Lungo l’arco del Novecento l’Italia ha percorso il sentiero – tipico di
un paese che sperimenta una crescita economica moderna – della “transizione
demografica”, consistente nella progressiva flessione nei tassi di mortalità
seguita dalla riduzione dei tassi di natalità. I progressi per quanto concerne
l’aspettativa media di vita sono stati enormi e proseguiranno nel futuro: l’Istat stima
che nel 2065 la speranza di vita alla nascita sarà di 90,2 anni per le donne e
86,1 per gli uomini (a fronte di 84,9 anni per le donne e 80,6 per gli uomini
nel 2017). La contrazione della natalità e della
mortalità ha inciso sulla struttura per età della popolazione, determinandone
un progressivo invecchiamento. Dalla metà degli anni Ottanta l’Italia sembra
essere entrata in una nuova fase della propria storia demografica, storia che
subirà ulteriori cambiamenti nel prossimo cinquantennio: fertilità e mortalità
si sono stabilizzate su livelli contenuti; gli indici di invecchiamento sono in
aumento, in particolare dall’ultima decade del XX secolo; la quota di
popolazione in età lavorativa è in contrazione e corrispondentemente cresce
l’indice di dipendenza strutturale (rapporto tra la popolazione non attiva,
0-14 e più di 64 anni, e la popolazione 15-64). Con ogni probabilità tutte queste tendenze
si approfondiranno nel futuro. Come mostriamo nel lavoro la crescita
economica che, sul piano contabile, può derivare dall’aumento nella quota di
popolazione in età lavorativa – è già divenuto negativo a partire dall’ultimo
decennio del XX secolo. Nel dibattito
riaccesosi di recente sulla stagnazione secolare si sottolinea come la dinamica
e la struttura demografica possano avere un impatto non trascurabile sulla
crescita economica attraverso le modifiche nelle preferenze di risparmio e
l’invecchiamento della popolazione. Tutto ciò avrebbe conseguenze significative
da un lato sui tassi di interesse reali, sugli investimenti e sulla domanda
aggregata, dall’altro (offerta), sui ritmi di innovazione e sulla produttività.

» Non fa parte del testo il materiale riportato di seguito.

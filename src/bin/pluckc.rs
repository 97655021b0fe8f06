// pluck-synth -- plucked string synthesis from chord charts
// Copyright (C) 2020  Fabian Thorand
//
// This program is free software: you can redistribute it and/or modify
// it under the terms of the GNU General Public License as published by
// the Free Software Foundation.
//
// A copy of the license can be found in the LICENSE file in the root of
// this repository.

//! `pluckc` renders tablature songs to wav files.

use std::error::Error;
use std::path::PathBuf;

use log::{error, info};
use structopt::StructOpt;

use pluck_synth::output;
use pluck_synth::synth::AUDIO_CD_SAMPLING_RATE;
use pluck_synth::tablature::{self, Song};

#[derive(Debug, StructOpt)]
#[structopt(name = "pluckc", about = "Strumming tablature into music")]
struct Opt {
    #[structopt(short = "v", long = "verbose", parse(from_occurrences))]
    verbose: usize,

    /// The song, as a JSON tablature.
    #[structopt(parse(from_os_str))]
    song: PathBuf,

    /// Output wav file. Defaults to the name of the song in the current directory.
    #[structopt(short, long, parse(from_os_str))]
    output: Option<PathBuf>,

    /// Seed for the noise that plucks the strings, for reproducible renders.
    #[structopt(long)]
    seed: Option<u64>,

    #[structopt(long, default_value = "44100")]
    sample_rate: u32,
}

fn main() -> Result<(), Box<dyn Error>> {
    let opt = Opt::from_args();

    let level = match opt.verbose {
        0 => log::Level::Info,
        1 => log::Level::Debug,
        _ => log::Level::Trace,
    };
    simple_logger::init_with_level(level)?;

    if let Err(err) = run(&opt) {
        error!("{}", err);
        std::process::exit(1);
    }
    Ok(())
}

fn run(opt: &Opt) -> Result<(), Box<dyn Error>> {
    if opt.sample_rate == 0 {
        return Err(format!(
            "sample rate must be positive, e.g. {}",
            AUDIO_CD_SAMPLING_RATE
        )
        .into());
    }

    let song = Song::load(&opt.song)?;
    info!(
        "rendering {} by {} ({} tracks)",
        song.title.as_deref().unwrap_or("untitled song"),
        song.artist.as_deref().unwrap_or("unknown artist"),
        song.tracks.len()
    );
    let samples = tablature::render_song(&song, opt.sample_rate, opt.seed)?;

    let outfile = match &opt.output {
        Some(path) => path.clone(),
        None => {
            let stem = opt.song.file_stem().unwrap_or_else(|| "song".as_ref());
            PathBuf::from(stem).with_extension("wav")
        }
    };
    output::write_wav(&outfile, opt.sample_rate, &samples)?;
    Ok(())
}
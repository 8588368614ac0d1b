use thiserror::Error;

#[derive(Error, Debug)]
pub enum BridgeError {
    #[error("Bridge capability not available: {0}")]
    NotAvailable(String),

    #[error("Bridge operation failed: {0}")]
    OperationFailed(String),

    #[error("Connection failed: {0}")]
    Connection(String),

    #[error("Request timed out: {0}")]
    Timeout(String),
}

pub type Result<T> = std::result::Result<T, BridgeError>;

In questo lavoro ci concentriamo su alcuni fattori dal lato dell’offerta,
analizzando in particolare l’impatto (a parità di altre condizioni) delle
modifiche nella quota di popolazione in età lavorativa sulle prospettive di
crescita attraverso una scomposizione contabile del PIL e del PIL pro capite,
confrontando l’Italia del passato con quella di oggi e con quella che vivremo
nel futuro……………………
2. Popolazione, crescita economica e
transizione demografica in Italia
Le dinamiche demografiche sono state per
lungo tempo centrali nel dibattito sulla crescita economica. La domanda principale
risentiva dell’approccio malthusiano e riguardava le conseguenze economiche del
cambiamento demografico inteso come evoluzione della dimensione della
popolazione. Più di recente, il focus delle analisi sugli
effetti economici della demografia si è spostato dalla crescita della
popolazione alla modifica nella sua composizione per età. Le
attitudini, i comportamenti, le preferenze degli individui variano decisamente
con l’età e con l’aspettativa di vita e l’evoluzione della struttura per età
può quindi influire sulla performance economica di un paese. Il contributo alla
crescita economica della modifica nella composizione per età della popolazione
può essere significativo. Paesi la cui popolazione mostra, ad esempio, una
quota di giovani in crescita hanno le potenzialità per raccogliere un dividendo
dall’evoluzione demografica attraverso l’aumento dell’offerta di lavoro per
quantità e qualità. Gli aumenti della popolazione giovane in età da lavoro,
influiscono anche sulla composizione per età degli occupati producendo effetti
indiretti sulla dinamica della produttività innanzitutto attraverso l’impatto
sull’innovazione e l’imprenditorialità. La flessione nel rapporto tra la
popolazione in età non lavorativa e la popolazione in età lavorativa ha di per
sé effetti benefici sulla crescita economica…………….. L’Italia è tra i paesi sviluppati che si
trovano oggi a fronteggiare uno scenario demografico il cui impatto sulla
crescita del prodotto pro capite nei prossimi decenni sarà negativo.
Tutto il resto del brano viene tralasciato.